La faccia più spettacolare di Cabo de Gata è quella che si vede solo dall'acqua: 50 chilometri di costa vulcanica con scogliere nere, archi di roccia, grotte marine e calette incastonate a cui non arriva nessuna strada. L'escursione in barca è il modo comodo per percorrerla —senza remare, adatta a tutte le età— e per scoprire gli angoli che da terra restano nascosti.
Le partenze avvengono soprattutto da Las Negras e da Agua Amarga, sul lato nord-est del parco, dove si trovano le calette più isolate: Cala del Plomo, Cala San Pedro —con il suo antico villaggio senza accesso stradale—, il Playazo de Rodalquilar sotto il castello di San Ramón, o l'Arrecife de las Sirenas ai piedi del faro. A seconda del percorso e della durata, la barca costeggia la costa fermandosi nei punti di interesse e, in molti casi, con tempo per un bagno.
Ci sono itinerari brevi, di un'ora, concentrati sul tratto più vicino, e rotte più lunghe che raggiungono le calette più lontane.
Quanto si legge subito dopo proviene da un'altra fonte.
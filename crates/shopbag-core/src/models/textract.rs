//! AWS Textract `AnalyzeExpense` response shape.
//!
//! Only the members the receipt engine reads are modelled; everything else in
//! the response (geometry, group properties, blocks) is ignored on input.

use serde::{Deserialize, Serialize};

use crate::error::{Result, ShopbagError};
use super::expense::{ExpenseDocument, RawField};

/// Top-level `AnalyzeExpense` response.
#[derive(Debug, Clone, Default, Serialize, Deserialize)]
#[serde(rename_all = "PascalCase")]
pub struct AnalyzeExpenseResponse {
    #[serde(default)]
    pub expense_documents: Vec<TextractExpenseDocument>,
}

/// One analyzed expense document (one receipt image).
#[derive(Debug, Clone, Default, Serialize, Deserialize)]
#[serde(rename_all = "PascalCase")]
pub struct TextractExpenseDocument {
    #[serde(default, skip_serializing_if = "Option::is_none")]
    pub expense_index: Option<u32>,

    #[serde(default)]
    pub summary_fields: Vec<ExpenseField>,

    #[serde(default)]
    pub line_item_groups: Vec<LineItemGroup>,
}

/// A table of line items.
#[derive(Debug, Clone, Default, Serialize, Deserialize)]
#[serde(rename_all = "PascalCase")]
pub struct LineItemGroup {
    #[serde(default, skip_serializing_if = "Option::is_none")]
    pub line_item_group_index: Option<u32>,

    #[serde(default)]
    pub line_items: Vec<LineItemFields>,
}

/// Fields of a single line item.
#[derive(Debug, Clone, Default, Serialize, Deserialize)]
#[serde(rename_all = "PascalCase")]
pub struct LineItemFields {
    #[serde(default)]
    pub line_item_expense_fields: Vec<ExpenseField>,
}

/// A detected expense field.
#[derive(Debug, Clone, Default, Serialize, Deserialize)]
#[serde(rename_all = "PascalCase")]
pub struct ExpenseField {
    #[serde(rename = "Type", default, skip_serializing_if = "Option::is_none")]
    pub field_type: Option<ExpenseDetection>,

    #[serde(default, skip_serializing_if = "Option::is_none")]
    pub label_detection: Option<ExpenseDetection>,

    #[serde(default, skip_serializing_if = "Option::is_none")]
    pub value_detection: Option<ExpenseDetection>,

    #[serde(default, skip_serializing_if = "Option::is_none")]
    pub currency: Option<ExpenseCurrency>,

    #[serde(default, skip_serializing_if = "Option::is_none")]
    pub page_number: Option<u32>,
}

/// Detected text with its confidence.
#[derive(Debug, Clone, Default, Serialize, Deserialize)]
#[serde(rename_all = "PascalCase")]
pub struct ExpenseDetection {
    #[serde(default, skip_serializing_if = "Option::is_none")]
    pub text: Option<String>,

    #[serde(default, skip_serializing_if = "Option::is_none")]
    pub confidence: Option<f32>,
}

/// Currency annotation.
#[derive(Debug, Clone, Default, Serialize, Deserialize)]
#[serde(rename_all = "PascalCase")]
pub struct ExpenseCurrency {
    #[serde(default, skip_serializing_if = "Option::is_none")]
    pub code: Option<String>,

    #[serde(default, skip_serializing_if = "Option::is_none")]
    pub confidence: Option<f32>,
}

impl From<&ExpenseField> for RawField {
    fn from(field: &ExpenseField) -> Self {
        let text_of = |d: &Option<ExpenseDetection>| {
            d.as_ref().and_then(|d| d.text.clone()).unwrap_or_default()
        };

        RawField {
            label: text_of(&field.field_type),
            text: text_of(&field.value_detection),
            currency_code: field.currency.as_ref().and_then(|c| c.code.clone()),
        }
    }
}

impl TextractExpenseDocument {
    /// Flatten into an [`ExpenseDocument`]; line items of every group are
    /// concatenated in document order.
    pub fn to_expense_document(&self) -> ExpenseDocument {
        let summary_fields: Vec<RawField> = self.summary_fields.iter().map(RawField::from).collect();
        let line_item_groups: Vec<Vec<RawField>> = self
            .line_item_groups
            .iter()
            .flat_map(|group| &group.line_items)
            .map(|item| item.line_item_expense_fields.iter().map(RawField::from).collect())
            .collect();

        ExpenseDocument::new(summary_fields, line_item_groups)
    }
}

impl AnalyzeExpenseResponse {
    /// Convert the first expense document of the response.
    pub fn into_expense_document(self) -> Result<ExpenseDocument> {
        self.expense_documents
            .first()
            .map(TextractExpenseDocument::to_expense_document)
            .ok_or_else(|| {
                ShopbagError::Input("Textract response contains no expense documents".to_string())
            })
    }
}
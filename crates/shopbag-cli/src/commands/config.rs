//! Config command - manage configuration.

use std::fs;
use std::path::{Path, PathBuf};

use clap::{Args, Subcommand};
use console::style;
use tracing::debug;

use shopbag_core::ShopbagConfig;

/// Arguments for the config command.
#[derive(Args)]
pub struct ConfigArgs {
    #[command(subcommand)]
    command: ConfigCommand,
}

#[derive(Subcommand)]
enum ConfigCommand {
    /// Show current configuration
    Show,

    /// Initialize a new configuration file
    Init(InitArgs),

    /// Get a specific configuration value
    Get {
        /// Configuration key (e.g., "extraction.two_digit_year_pivot")
        key: String,
    },

    /// Set a configuration value
    Set {
        /// Configuration key
        key: String,
        /// New value
        value: String,
    },

    /// Show configuration file path
    Path,
}

#[derive(Args)]
struct InitArgs {
    /// Output path for configuration file
    #[arg(short, long)]
    output: Option<PathBuf>,

    /// Overwrite existing file
    #[arg(long)]
    force: bool,
}

pub async fn run(args: ConfigArgs) -> anyhow::Result<()> {
    match args.command {
        ConfigCommand::Show => show_config(),
        ConfigCommand::Init(init_args) => init_config(init_args),
        ConfigCommand::Get { key } => get_config(&key),
        ConfigCommand::Set { key, value } => set_config(&key, &value),
        ConfigCommand::Path => show_path(),
    }
}

pub fn default_config_path() -> PathBuf {
    dirs::config_dir()
        .unwrap_or_else(|| PathBuf::from("."))
        .join("shopbag")
        .join("config.json")
}

/// Load configuration for a command.
///
/// An explicit `--config` file must exist; otherwise the default file is
/// used when present and built-in defaults when not.
pub fn load_config(config_path: Option<&str>) -> anyhow::Result<ShopbagConfig> {
    if let Some(path) = config_path {
        return Ok(ShopbagConfig::from_file(Path::new(path))?);
    }

    let default_path = default_config_path();
    if default_path.exists() {
        debug!("Using config file {}", default_path.display());
        Ok(ShopbagConfig::from_file(&default_path)?)
    } else {
        Ok(ShopbagConfig::default())
    }
}

fn show_config() -> anyhow::Result<()> {
    let config_path = default_config_path();

    let config = if config_path.exists() {
        ShopbagConfig::from_file(&config_path)?
    } else {
        println!(
            "{} No config file found, showing defaults.",
            style("ℹ").blue()
        );
        ShopbagConfig::default()
    };

    println!("{}", serde_json::to_string_pretty(&config)?);

    Ok(())
}

fn init_config(args: InitArgs) -> anyhow::Result<()> {
    let output_path = args.output.unwrap_or_else(default_config_path);

    if output_path.exists() && !args.force {
        anyhow::bail!(
            "Config file already exists at {}. Use --force to overwrite.",
            output_path.display()
        );
    }

    // Create parent directory if needed
    if let Some(parent) = output_path.parent() {
        fs::create_dir_all(parent)?;
    }

    let config = ShopbagConfig::default();
    config.save(&output_path)?;

    println!(
        "{} Created configuration file at {}",
        style("✓").green(),
        output_path.display()
    );

    Ok(())
}

fn get_config(key: &str) -> anyhow::Result<()> {
    let config_path = default_config_path();

    let config = if config_path.exists() {
        ShopbagConfig::from_file(&config_path)?
    } else {
        ShopbagConfig::default()
    };

    // Convert config to JSON for key lookup
    let json = serde_json::to_value(&config)?;

    let mut current = &json;
    for part in key.split('.') {
        current = current.get(part).ok_or_else(|| unknown_key(key, &json))?;
    }

    println!("{}", serde_json::to_string_pretty(current)?);

    Ok(())
}

fn set_config(key: &str, value: &str) -> anyhow::Result<()> {
    let config_path = default_config_path();

    let config = if config_path.exists() {
        ShopbagConfig::from_file(&config_path)?
    } else {
        // Create parent directory if needed
        if let Some(parent) = config_path.parent() {
            fs::create_dir_all(parent)?;
        }
        ShopbagConfig::default()
    };

    // Numbers and booleans parse as JSON, anything else is a string
    let parsed_value: serde_json::Value = serde_json::from_str(value)
        .unwrap_or_else(|_| serde_json::Value::String(value.to_string()));

    let mut json = serde_json::to_value(&config)?;
    let parts: Vec<&str> = key.split('.').collect();
    let Some((last, parents)) = parts.split_last() else {
        anyhow::bail!("Empty configuration key");
    };

    // Only leaf settings can be replaced, never a whole section.
    if !config_keys(&json).iter().any(|k| k == key) {
        return Err(unknown_key(key, &json));
    }

    let mut current = &mut json;
    for part in parents {
        current = current
            .get_mut(*part)
            .ok_or_else(|| anyhow::anyhow!("Configuration path not found: {}", key))?;
    }
    if let Some(obj) = current.as_object_mut() {
        obj.insert((*last).to_string(), parsed_value.clone());
    }

    // Convert back to config
    let config: ShopbagConfig = serde_json::from_value(json).map_err(|e| {
        anyhow::anyhow!("Invalid value {} for {}: {}", parsed_value, key, e)
    })?;
    config.validate()?;
    config.save(&config_path)?;

    println!(
        "{} Set {} = {}",
        style("✓").green(),
        key,
        serde_json::to_string(&parsed_value)?
    );

    Ok(())
}

/// Dotted paths of every leaf setting, e.g. `batch.jobs`.
fn config_keys(json: &serde_json::Value) -> Vec<String> {
    match json.as_object() {
        Some(obj) => obj
            .iter()
            .flat_map(|(name, value)| {
                let children = config_keys(value);
                if children.is_empty() {
                    vec![name.clone()]
                } else {
                    children
                        .into_iter()
                        .map(|child| format!("{}.{}", name, child))
                        .collect()
                }
            })
            .collect(),
        None => Vec::new(),
    }
}

fn unknown_key(key: &str, json: &serde_json::Value) -> anyhow::Error {
    anyhow::anyhow!(
        "Unknown configuration key: {} (known keys: {})",
        key,
        config_keys(json).join(", ")
    )
}

fn show_path() -> anyhow::Result<()> {
    let config_path = default_config_path();

    println!("Configuration file: {}", config_path.display());

    if config_path.exists() {
        println!("Status: {}", style("exists").green());
    } else {
        println!("Status: {}", style("not created").yellow());
        println!();
        println!("Run 'shopbag config init' to create a configuration file.");
    }

    Ok(())
}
L'itinerario esatto e la distanza massima raggiungibile dipendono dall'operatore e dalle condizioni del mare: il Cabo de Gata è una costa aperta e alcune calette si raggiungono solo se il tempo lo permette, quindi è consigliabile confermarlo al momento della prenotazione.
È un programma da mattina o da pomeriggio, tranquillo e per tutta la famiglia, che risolve proprio ciò che questa costa rende difficile: raggiungere le sue calette migliori.